Most of us just don't wander the streets wearing holes in our Pradas, wondering "Oh, dear, wherever could the best archery lessons in Los Angeles be?"
No, we're busy struggling through the morning commute to jobs we're trying to escape so that we can get to better-paying jobs with better co-workers so we can stand to work there long enough to cover mortgage or rent or car payments or groceries and so that we can afford fripperies like the occasional beer or glossy magazine. (Full disclosure: I got an L.A. Mag subscription for 10 bucks - it's a tax writeoff in my line of work. Interesting that they're so hungry for subscriptions that it's going so cheap ...)
But I digress.
Anything slower than a daily newspaper in this town somehow feels a need to create a vast, sucking vortex for ad dollars by putting out a "Best of Los Angeles" issue. The Weekly usually manages to make it stylish, useful and entertaining to read - (although there was that truly strange metaphysical one not long ago and I think I enjoy the List Issue a helluva lot more).
I'm digressing again.
Listen: the truly useful items in this year's L.A. Mag BofLA ...- Children's Bookstore (Children's Book World on Pico)
- Comic Books (Meltdown)
- Record store (Amoeba
- and hot dog (Pink's)
are low-risk, no-duh slam-dunks.
The really interesting and useful items are just puzzlingly wrong.

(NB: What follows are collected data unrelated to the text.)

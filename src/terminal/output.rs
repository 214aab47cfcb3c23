//! `OutputBuffer`: Single-syscall output buffer for live-region frames.

use std::io::Write;

/// Pre-allocated buffer for building one frame of escape sequences and text.
///
/// An erase and the repaint that follows it are accumulated here, then
/// flushed in a single `write()` so the terminal never shows the gap between
/// them.
#[derive(Debug, Clone)]
pub struct OutputBuffer {
    data: Vec<u8>,
}

impl OutputBuffer {
    /// Create a new output buffer with the given capacity.
    pub fn with_capacity(capacity: usize) -> Self {
        Self {
            data: Vec::with_capacity(capacity),
        }
    }

    /// Create a buffer sized for a typical prompt frame (1KB).
    pub fn new() -> Self {
        Self::with_capacity(1024)
    }

    /// Clear the buffer for reuse.
    #[inline]
    pub fn clear(&mut self) {
        self.data.clear();
    }

    /// Get the buffer contents.
    #[inline]
    pub fn as_bytes(&self) -> &[u8] {
        &self.data
    }

    /// Get the buffer length.
    #[inline]
    pub const fn len(&self) -> usize {
        self.data.len()
    }

    /// Check if buffer is empty.
    #[inline]
    pub const fn is_empty(&self) -> bool {
        self.data.is_empty()
    }

    /// Write a string.
    #[inline]
    pub fn write_str(&mut self, s: &str) {
        self.data.extend_from_slice(s.as_bytes());
    }

    /// Write a string followed by a newline.
    #[inline]
    pub fn write_line(&mut self, s: &str) {
        self.write_str(s);
        self.data.push(b'\n');
    }

    /// Move the cursor up `rows` rows, keeping the column.
    ///
    /// Zero is a no-op: `CSI 0 A` moves one row on most terminals.
    #[inline]
    pub fn cursor_up(&mut self, rows: usize) {
        if rows > 0 {
            let _ = write!(self.data, "\x1b[{rows}A");
        }
    }

    /// Return the cursor to column 0 of the current row.
    #[inline]
    pub fn line_start(&mut self) {
        self.data.push(b'\r');
    }

    /// Erase from the cursor to the end of the screen.
    #[inline]
    pub fn erase_down(&mut self) {
        self.data.extend_from_slice(b"\x1b[J");
    }

    /// Erase the `rows` rows directly above the cursor and park it at the
    /// start of the first erased row.
    ///
    /// With `rows == 0` only the current row (from column 0) is cleared.
    pub fn erase_rows_above(&mut self, rows: usize) {
        self.cursor_up(rows);
        self.line_start();
        self.erase_down();
    }

    /// Hide cursor.
    #[inline]
    pub fn cursor_hide(&mut self) {
        self.data.extend_from_slice(b"\x1b[?25l");
    }

    /// Show cursor.
    #[inline]
    pub fn cursor_show(&mut self) {
        self.data.extend_from_slice(b"\x1b[?25h");
    }

    /// Flush to a writer in a single syscall.
    ///
    /// # Errors
    ///
    /// Returns an error if the underlying writer fails.
    pub fn flush_to<W: Write + ?Sized>(&self, writer: &mut W) -> std::io::Result<()> {
        writer.write_all(&self.data)?;
        writer.flush()
    }
}

impl Default for OutputBuffer {
    fn default() -> Self {
        Self::new()
    }
}
//! Viewport: fixed-height window over a list that keeps the cursor visible.
//!
//! The window is recomputed from scratch on every call from the list length,
//! the cursor and the row limit. Nothing is carried between renders, so the
//! same inputs always produce the same window.

/// Rows kept free for the prompt's own chrome when sizing from the terminal.
pub const CHROME_ROWS: u16 = 4;

/// Smallest window that is still usable.
pub const MIN_ROWS: usize = 5;

/// Rows of lookahead kept below the cursor before the window scrolls.
const LOOKAHEAD_BELOW: usize = 3;

/// Rows of lookahead kept above the cursor.
const LOOKAHEAD_ABOVE: usize = 2;

/// Row budget a list may use in a terminal `terminal_rows` tall.
pub const fn row_budget(terminal_rows: u16) -> usize {
    terminal_rows.saturating_sub(CHROME_ROWS) as usize
}

/// Input to [`render_window`].
#[derive(Debug, Clone, Copy)]
pub struct ViewportRequest<'a, T> {
    /// The full list.
    pub items: &'a [T],
    /// Index of the active row.
    pub cursor: usize,
    /// Caller-requested row limit; `None` means unbounded.
    pub max_items: Option<usize>,
    /// Rows the terminal can spare (see [`row_budget`]).
    pub row_budget: usize,
}

/// The computed window.
#[derive(Debug, Clone, Copy, PartialEq, Eq)]
pub struct Window {
    /// Index of the first visible item.
    pub start: usize,
    /// Number of visible rows.
    pub rows: usize,
    /// The first row stands in for items above.
    pub top_ellipsis: bool,
    /// The last row stands in for items below.
    pub bottom_ellipsis: bool,
}

impl Window {
    /// Compute the window for a list of `len` items.
    pub fn compute(len: usize, cursor: usize, max_items: Option<usize>, row_budget: usize) -> Self {
        let rows = effective_rows(len, max_items, row_budget);
        let mut start = 0;

        if cursor + LOOKAHEAD_BELOW >= start + rows {
            start = (cursor + LOOKAHEAD_BELOW)
                .saturating_sub(rows)
                .min(len.saturating_sub(rows));
        } else if cursor < start + LOOKAHEAD_ABOVE {
            start = cursor.saturating_sub(LOOKAHEAD_ABOVE);
        }

        let truncated = rows < len;
        Self {
            start,
            rows,
            top_ellipsis: truncated && start > 0,
            bottom_ellipsis: truncated && start + rows < len,
        }
    }

    /// One past the last visible item.
    pub const fn end(&self) -> usize {
        self.start + self.rows
    }
}

/// Effective row limit.
///
/// The requested limit is capped by the terminal budget, then floored at
/// [`MIN_ROWS`] so tiny terminals stay usable, and finally capped at the
/// list length.
pub fn effective_rows(len: usize, max_items: Option<usize>, row_budget: usize) -> usize {
    let requested = max_items.unwrap_or(usize::MAX).max(MIN_ROWS);
    row_budget.min(requested).max(MIN_ROWS).min(len)
}

/// Render the visible rows of a list.
///
/// `style` receives each visible item and whether it is the cursor row;
/// truncated ends are replaced by `ellipsis`.
pub fn render_window<T, F>(request: &ViewportRequest<'_, T>, ellipsis: &str, mut style: F) -> Vec<String>
where
    F: FnMut(&T, bool) -> String,
{
    let window = Window::compute(
        request.items.len(),
        request.cursor,
        request.max_items,
        request.row_budget,
    );
    let visible = &request.items[window.start..window.end()];
    let last = visible.len().saturating_sub(1);

    visible
        .iter()
        .enumerate()
        .map(|(i, item)| {
            if (i == 0 && window.top_ellipsis) || (i == last && window.bottom_ellipsis) {
                ellipsis.to_owned()
            } else {
                style(item, window.start + i == request.cursor)
            }
        })
        .collect()
}

#[cfg(test)]
mod tests {
    use super::*;

    fn render(len: usize, cursor: usize, max_items: Option<usize>, budget: usize) -> Vec<String> {
        let items: Vec<usize> = (0..len).collect();
        let request = ViewportRequest {
            items: &items,
            cursor,
            max_items,
            row_budget: budget,
        };
        render_window(&request, "...", |item, active| {
            if active {
                format!(">{item}")
            } else {
                item.to_string()
            }
        })
    }

    #[test]
    fn test_list_fits_terminal() {
        // 20 options, no max, 24-row terminal.
        let budget = row_budget(24);
        assert_eq!(budget, 20);
        assert_eq!(effective_rows(20, None, budget), 20);

        let window = Window::compute(20, 19, None, budget);
        assert_eq!(window.start, 0);
        assert!(!window.top_ellipsis);
        assert!(!window.bottom_ellipsis);

        let rows = render(20, 19, None, budget);
        assert_eq!(rows.len(), 20);
        assert_eq!(rows[19], ">19");
        assert!(!rows.contains(&"...".to_string()));
    }

    #[test]
    fn test_long_list_scrolls_with_both_ellipses() {
        // 100 options, max 10, 50-row terminal, cursor 50.
        let budget = row_budget(50);
        assert_eq!(effective_rows(100, Some(10), budget), 10);

        let window = Window::compute(100, 50, Some(10), budget);
        assert_eq!(window.start, 43);
        assert!(window.top_ellipsis);
        assert!(window.bottom_ellipsis);

        let rows = render(100, 50, Some(10), budget);
        assert_eq!(rows.len(), 10);
        assert_eq!(rows[0], "...");
        assert_eq!(rows[9], "...");
        assert_eq!(rows[7], ">50");
    }

    #[test]
    fn test_floor_of_five_rows() {
        // Requested max below the floor.
        assert_eq!(effective_rows(50, Some(2), 40), 5);
        // Terminal budget below the floor.
        assert_eq!(effective_rows(50, None, row_budget(6)), 5);
        assert_eq!(effective_rows(50, Some(10), 0), 5);
        // Never more than the list itself.
        assert_eq!(effective_rows(3, Some(10), 40), 3);
        assert_eq!(effective_rows(0, None, 40), 0);
    }

    #[test]
    fn test_cursor_at_end_of_long_list() {
        let window = Window::compute(30, 29, Some(8), 40);
        assert_eq!(window.start, 22);
        assert_eq!(window.end(), 30);
        assert!(window.top_ellipsis);
        assert!(!window.bottom_ellipsis);
    }

    #[test]
    fn test_cursor_near_top() {
        let window = Window::compute(30, 1, Some(8), 40);
        assert_eq!(window.start, 0);
        assert!(!window.top_ellipsis);
        assert!(window.bottom_ellipsis);
    }

    #[test]
    fn test_window_is_stateless() {
        let a = Window::compute(100, 60, Some(10), 40);
        let _ = Window::compute(100, 5, Some(10), 40);
        let b = Window::compute(100, 60, Some(10), 40);
        assert_eq!(a, b);
    }

    #[test]
    fn test_properties_exhaustive() {
        for len in 0..40 {
            for max in [None, Some(1), Some(5), Some(7), Some(12)] {
                for budget in [0, 3, 6, 10, 30] {
                    let rows_limit = effective_rows(len, max, budget);
                    assert!(rows_limit <= len);
                    assert!(rows_limit >= MIN_ROWS.min(len));

                    for cursor in 0..len {
                        let window = Window::compute(len, cursor, max, budget);
                        let rows = render(len, cursor, max, budget);
                        assert!(rows.len() <= rows_limit);
                        assert_eq!(rows.len(), rows_limit);

                        // Cursor row is visible and not hidden behind an ellipsis.
                        let active = format!(">{cursor}");
                        assert!(rows.contains(&active), "len={len} cursor={cursor} max={max:?} budget={budget}");

                        let fits = rows_limit >= len;
                        assert_eq!(window.top_ellipsis, !fits && window.start > 0);
                        assert_eq!(window.bottom_ellipsis, !fits && window.end() < len);
                        if fits {
                            assert!(!rows.contains(&"...".to_string()));
                        }
                    }
                }
            }
        }
    }
}
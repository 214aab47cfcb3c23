//! # Flyprompt
//!
//! Flicker-free rendering core for interactive terminal prompts.
//!
//! Flyprompt turns a prompt snapshot (state, value, cursor, error) into the
//! exact text that draws it, and keeps animated regions honest: every
//! repaint erases exactly the rows the previous frame used, soft wraps
//! included, and every way out of a live region leaves one static line.
//!
//! ## Core Concepts
//!
//! - **Visible width**: layout measures what the terminal shows, not bytes
//! - **Stateless viewport**: long lists are windowed from (length, cursor, height) alone
//! - **Live regions**: spinner and task log own the bottom of the output one at a time
//! - **Lifecycle**: panics, signals and exits finalize the live region before the process goes
//!
//! ## Example
//!
//! ```rust,ignore
//! use flyprompt::{Spinner, Printer};
//!
//! let mut printer = Printer::stdout();
//! printer.intro("create-app")?;
//!
//! let spinner = Spinner::stdout();
//! spinner.start("Installing dependencies")?;
//! // ...
//! spinner.stop(Some("Installed"), 0)?;
//!
//! printer.outro("Done")?;
//! ```
//!
//! Styles compose from a colour and [`Modifiers`]:
//!
//! ```rust
//! use flyprompt::{Color, Modifiers, Style};
//!
//! let style = Style::fg(Color::Yellow).with(Modifiers::BOLD | Modifiers::INVERSE);
//! assert!(style.modifiers.contains(Modifiers::BOLD));
//! ```

#![warn(missing_docs)]
#![warn(clippy::pedantic)]
#![warn(clippy::nursery)]
#![allow(clippy::module_name_repetitions)]
#![allow(clippy::must_use_candidate)]

pub mod error;
pub mod layout;
pub mod live;
pub mod printer;
pub mod prompt;
pub mod terminal;
pub mod text;
pub mod theme;

// Re-exports for convenience
pub use error::{Error, Result};
pub use layout::{note, render_note, render_window, NoteConfig, ViewportRequest, Window};
pub use live::{ExitEvent, HookHandle, Lifecycle, Spinner, SpinnerConfig, Surface, TaskLog, TaskLogConfig};
pub use printer::Printer;
pub use prompt::{
    ConfirmView, MultiSelectView, PromptState, PromptView, SelectOption, SelectView, TextView,
};
pub use terminal::{FixedGeometry, Geometry, LiveGeometry, TerminalSize};
pub use text::{pad_end, rows_for, strip, visible_width};
pub use theme::{unicode_supported, AnsiPainter, Color, Modifiers, Painter, PlainPainter, Style, Symbols, Theme};
//! Style: colour + modifier pairs and the painters that apply them.
//!
//! Layout code never emits SGR bytes itself. It asks a [`Painter`] to wrap a
//! piece of text, so swapping the painter (plain, ANSI, something custom)
//! never changes a measured width.

use bitflags::bitflags;
use std::fmt::Write;

/// The 16-colour palette used by prompt chrome.
#[derive(Debug, Clone, Copy, PartialEq, Eq, Hash)]
pub enum Color {
    /// Bright black, used for inactive bars.
    Gray,
    /// Errors and cancellation.
    Red,
    /// Success and selected marks.
    Green,
    /// Validation errors and warnings.
    Yellow,
    /// Informational markers.
    Blue,
    /// Spinner glyphs.
    Magenta,
    /// Active prompt chrome.
    Cyan,
}

impl Color {
    /// SGR foreground code for this colour.
    const fn sgr(self) -> u8 {
        match self {
            Self::Gray => 90,
            Self::Red => 31,
            Self::Green => 32,
            Self::Yellow => 33,
            Self::Blue => 34,
            Self::Magenta => 35,
            Self::Cyan => 36,
        }
    }
}

bitflags! {
    /// Text style modifiers.
    ///
    /// These can be combined using bitwise OR.
    ///
    /// # Example
    /// ```
    /// use flyprompt::Modifiers;
    /// let style = Modifiers::DIM | Modifiers::STRIKETHROUGH;
    /// ```
    #[derive(Clone, Copy, PartialEq, Eq, Hash, Default)]
    pub struct Modifiers: u8 {
        /// Bold text
        const BOLD = 0b0000_0001;
        /// Dim/faint text
        const DIM = 0b0000_0010;
        /// Reversed colors (fg/bg swapped)
        const INVERSE = 0b0000_0100;
        /// Hidden/invisible text
        const HIDDEN = 0b0000_1000;
        /// Strikethrough text
        const STRIKETHROUGH = 0b0001_0000;
    }
}

impl std::fmt::Debug for Modifiers {
    fn fmt(&self, f: &mut std::fmt::Formatter<'_>) -> std::fmt::Result {
        bitflags::parser::to_writer(self, f)
    }
}

/// Open/close SGR pairs, in emission order.
const MODIFIER_CODES: [(Modifiers, u8, u8); 5] = [
    (Modifiers::BOLD, 1, 22),
    (Modifiers::DIM, 2, 22),
    (Modifiers::INVERSE, 7, 27),
    (Modifiers::HIDDEN, 8, 28),
    (Modifiers::STRIKETHROUGH, 9, 29),
];

/// A semantic style: optional foreground colour plus modifiers.
#[derive(Debug, Clone, Copy, PartialEq, Eq, Hash, Default)]
pub struct Style {
    /// Foreground colour, `None` keeps the terminal default.
    pub fg: Option<Color>,
    /// Modifier set.
    pub modifiers: Modifiers,
}

impl Style {
    /// No styling at all.
    pub const PLAIN: Self = Self::new(None, Modifiers::empty());
    /// Muted text.
    pub const DIM: Self = Self::new(None, Modifiers::DIM);
    /// Reversed video, used for the text cursor cell.
    pub const INVERSE: Self = Self::new(None, Modifiers::INVERSE);
    /// Struck-through dim text, used for cancelled values.
    pub const CANCELLED: Self = Self::new(None, Modifiers::DIM.union(Modifiers::STRIKETHROUGH));

    /// Create a new style.
    pub const fn new(fg: Option<Color>, modifiers: Modifiers) -> Self {
        Self { fg, modifiers }
    }

    /// A plain foreground colour.
    pub const fn fg(color: Color) -> Self {
        Self::new(Some(color), Modifiers::empty())
    }

    /// Add modifiers to this style.
    #[must_use]
    pub const fn with(self, modifiers: Modifiers) -> Self {
        Self::new(self.fg, self.modifiers.union(modifiers))
    }
}

impl From<Color> for Style {
    fn from(color: Color) -> Self {
        Self::fg(color)
    }
}

/// Applies a [`Style`] to a piece of text.
///
/// Implementations must be pure: the same input always yields the same
/// output, and the visible characters are never altered.
pub trait Painter: Send + Sync {
    /// Wrap `text` in whatever the style requires.
    fn paint(&self, text: &str, style: Style) -> String;
}

/// Painter that returns text untouched (`NO_COLOR`, tests, pipes).
#[derive(Debug, Clone, Copy, Default)]
pub struct PlainPainter;

impl Painter for PlainPainter {
    fn paint(&self, text: &str, _style: Style) -> String {
        text.to_owned()
    }
}

/// Painter emitting SGR sequences.
///
/// Each attribute is closed with its own reset code rather than `\x1b[0m`,
/// so a dim span nested inside a yellow line keeps the line yellow.
#[derive(Debug, Clone, Copy, Default)]
pub struct AnsiPainter;

impl Painter for AnsiPainter {
    fn paint(&self, text: &str, style: Style) -> String {
        if style == Style::PLAIN || text.is_empty() {
            return text.to_owned();
        }

        let mut out = String::with_capacity(text.len() + 16);
        if let Some(color) = style.fg {
            let _ = write!(out, "\x1b[{}m", color.sgr());
        }
        for (flag, open, _) in MODIFIER_CODES {
            if style.modifiers.contains(flag) {
                let _ = write!(out, "\x1b[{open}m");
            }
        }

        out.push_str(text);

        for (flag, _, close) in MODIFIER_CODES.iter().rev() {
            if style.modifiers.contains(*flag) {
                let _ = write!(out, "\x1b[{close}m");
            }
        }
        if style.fg.is_some() {
            out.push_str("\x1b[39m");
        }
        out
    }
}

#[cfg(test)]
mod tests {
    use super::*;
    use crate::text::visible_width;

    #[test]
    fn test_plain_painter_is_identity() {
        assert_eq!(PlainPainter.paint("abc", Style::fg(Color::Red)), "abc");
    }

    #[test]
    fn test_ansi_color() {
        assert_eq!(AnsiPainter.paint("ok", Color::Green.into()), "\x1b[32mok\x1b[39m");
    }

    #[test]
    fn test_ansi_modifiers_close_in_reverse() {
        let painted = AnsiPainter.paint("x", Style::CANCELLED);
        assert_eq!(painted, "\x1b[2m\x1b[9mx\x1b[29m\x1b[22m");
    }

    #[test]
    fn test_ansi_preserves_visible_width() {
        let style = Style::fg(Color::Yellow).with(Modifiers::INVERSE | Modifiers::BOLD);
        let painted = AnsiPainter.paint("value", style);
        assert_eq!(visible_width(&painted), 5);
    }

    #[test]
    fn test_ansi_plain_and_empty_passthrough() {
        assert_eq!(AnsiPainter.paint("x", Style::PLAIN), "x");
        assert_eq!(AnsiPainter.paint("", Style::DIM), "");
    }
}
//! Free-text and password input.

use super::{bar, bar_end, title, PromptState, PromptView};
use crate::terminal::Geometry;
use crate::theme::{Color, Modifiers, Style, Theme};
use unicode_segmentation::UnicodeSegmentation;

/// Snapshot of a text prompt.
#[derive(Debug, Clone, Default, PartialEq, Eq)]
pub struct TextView {
    /// Question shown in the title line.
    pub message: String,
    /// Current phase.
    pub state: PromptState,
    /// Typed value.
    pub value: String,
    /// Cursor position, in graphemes from the start of `value`.
    pub cursor: usize,
    /// Shown while the value is empty.
    pub placeholder: Option<String>,
    /// Validation error, shown in the error state.
    pub error: Option<String>,
    /// Replace every grapheme with the theme's mask glyph.
    pub masked: bool,
}

impl TextView {
    /// Empty prompt in its initial state.
    pub fn new(message: impl Into<String>) -> Self {
        Self {
            message: message.into(),
            ..Self::default()
        }
    }

    /// Empty password prompt.
    pub fn password(message: impl Into<String>) -> Self {
        Self {
            masked: true,
            ..Self::new(message)
        }
    }

    /// The value as displayed: masked graphemes for a password.
    fn display_value(&self, theme: &Theme) -> String {
        if self.masked {
            theme
                .symbols()
                .password_mask
                .repeat(self.value.graphemes(true).count())
        } else {
            self.value.clone()
        }
    }

    /// Value with the grapheme under the cursor inverted. At the end of the
    /// value the cursor is an inverted, hidden `_`.
    fn value_with_cursor(&self, theme: &Theme) -> String {
        let shown = self.display_value(theme);
        let graphemes: Vec<&str> = shown.graphemes(true).collect();
        if self.cursor >= graphemes.len() {
            return format!(
                "{shown}{}",
                theme.paint("_", Style::INVERSE.with(Modifiers::HIDDEN))
            );
        }

        let before = graphemes[..self.cursor].concat();
        let after = graphemes[self.cursor + 1..].concat();
        format!(
            "{before}{}{after}",
            theme.paint(graphemes[self.cursor], Style::INVERSE)
        )
    }

    fn placeholder_cell(&self, theme: &Theme) -> String {
        let Some(placeholder) = self.placeholder.as_deref().filter(|p| !p.is_empty()) else {
            return theme.paint("_", Style::INVERSE.with(Modifiers::HIDDEN));
        };
        let mut graphemes = placeholder.graphemes(true);
        let first = graphemes.next().unwrap_or_default();
        format!(
            "{}{}",
            theme.paint(first, Style::INVERSE),
            theme.dim(graphemes.as_str())
        )
    }
}

impl PromptView for TextView {
    fn render(&self, theme: &Theme, _geometry: &dyn Geometry) -> String {
        let head = title(theme, self.state, &self.message);
        let value = if self.value.is_empty() {
            self.placeholder_cell(theme)
        } else {
            self.value_with_cursor(theme)
        };

        match self.state {
            PromptState::Error => format!(
                "{head}{}  {value}\n{}  {}\n",
                bar(theme, self.state),
                bar_end(theme, self.state),
                theme.paint(self.error.as_deref().unwrap_or_default(), Color::Yellow),
            ),
            PromptState::Submit => {
                let shown = if self.value.is_empty() {
                    self.placeholder.clone().unwrap_or_default()
                } else {
                    self.display_value(theme)
                };
                format!("{head}{}  {}\n", bar(theme, self.state), theme.dim(&shown))
            }
            PromptState::Cancel => {
                let mut frame = format!(
                    "{head}{}  {}\n",
                    bar(theme, self.state),
                    theme.paint(&self.display_value(theme), Style::CANCELLED)
                );
                if !self.value.trim().is_empty() {
                    frame.push_str(&bar(theme, self.state));
                    frame.push('\n');
                }
                frame
            }
            PromptState::Initial | PromptState::Active => format!(
                "{head}{}  {value}\n{}\n",
                bar(theme, self.state),
                bar_end(theme, self.state),
            ),
        }
    }
}

#[cfg(test)]
mod tests {
    use super::*;
    use crate::prompt::testing::{plain, tall};
    use crate::text::visible_width;
    use crate::theme::Symbols;
    use std::sync::Arc;

    fn ansi() -> Theme {
        Theme::new(Symbols::unicode(), Arc::new(crate::theme::AnsiPainter))
    }

    #[test]
    fn test_initial_frame_with_placeholder() {
        let mut view = TextView::new("Project name?");
        view.placeholder = Some("my-app".to_string());
        assert_eq!(view.render(&plain(), &tall()), "│\n◆  Project name?\n│  my-app\n└\n");

        let frame = view.render(&ansi(), &tall());
        assert!(frame.contains("\x1b[7mm\x1b[27m\x1b[2my-app\x1b[22m"));
    }

    #[test]
    fn test_empty_value_shows_hidden_cursor() {
        let view = TextView::new("Name?");
        let frame = view.render(&ansi(), &tall());
        assert!(frame.contains("\x1b[7m\x1b[8m_\x1b[28m\x1b[27m"));
    }

    #[test]
    fn test_cursor_inside_value() {
        let view = TextView {
            value: "héllo".to_string(),
            cursor: 1,
            state: PromptState::Active,
            ..TextView::new("Word?")
        };
        let frame = view.render(&ansi(), &tall());
        assert!(frame.contains("h\x1b[7mé\x1b[27mllo"));
    }

    #[test]
    fn test_cursor_at_end_keeps_width() {
        let view = TextView {
            value: "abc".to_string(),
            cursor: 3,
            state: PromptState::Active,
            ..TextView::new("Word?")
        };
        let frame = view.render(&ansi(), &tall());
        let value_line = frame.lines().nth(2).unwrap();
        // "│  abc_"
        assert_eq!(visible_width(value_line), 7);
    }

    #[test]
    fn test_error_frame() {
        let view = TextView {
            value: "x".to_string(),
            cursor: 1,
            state: PromptState::Error,
            error: Some("Too short".to_string()),
            ..TextView::new("Name?")
        };
        assert_eq!(
            view.render(&plain(), &tall()),
            "│\n▲  Name?\n│  x_\n└  Too short\n"
        );
    }

    #[test]
    fn test_submit_and_cancel() {
        let mut view = TextView {
            value: "done".to_string(),
            cursor: 4,
            state: PromptState::Submit,
            ..TextView::new("Name?")
        };
        assert_eq!(view.render(&plain(), &tall()), "│\n◇  Name?\n│  done\n");

        view.state = PromptState::Cancel;
        assert_eq!(view.render(&plain(), &tall()), "│\n■  Name?\n│  done\n│\n");
        let frame = view.render(&ansi(), &tall());
        assert!(frame.contains("\x1b[2m\x1b[9mdone\x1b[29m\x1b[22m"));

        view.value.clear();
        assert_eq!(view.render(&plain(), &tall()), "│\n■  Name?\n│  \n");
    }

    #[test]
    fn test_password_masks_graphemes() {
        let view = TextView {
            value: "pa🇫🇷s".to_string(),
            cursor: 4,
            state: PromptState::Active,
            ..TextView::password("Secret?")
        };
        let frame = view.render(&plain(), &tall());
        assert_eq!(frame.lines().nth(2).unwrap(), "│  ▪▪▪▪_");

        let submitted = TextView {
            state: PromptState::Submit,
            ..view
        };
        assert!(!submitted.render(&plain(), &tall()).contains("pa"));
    }
}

Soul food - Flossie's in Torrance? Man, I guess they never made it to Aunt Kizzy's Back Porch or Angel Lena's Soul Food Kitchen.
Roasted Chicken - they chose Lola's in Van Nuys over the legendary, head-bangingly good Zankou because they decided not to include the garlic sauce in their calculations. Sure, and Dockweiler's a better "urban" beach than Rose Avenue if you don't count the 747s screaming overhead every 10 minutes.
Offbeat guide to L.A. - L.A. mag picked the broad, sprawling Southern California edition of Tours for Free California. Probably because the Lonely Planet Los Angeles was too "edgy." You want edgy, go for Pleasant Gehman's Underground Guide to Los Angeles, which packs more piss, energy, raw interest and just-plain useful info into its 240 pages than the usual businesslike fluff from Fodor's. Or the L.A. Mag pick.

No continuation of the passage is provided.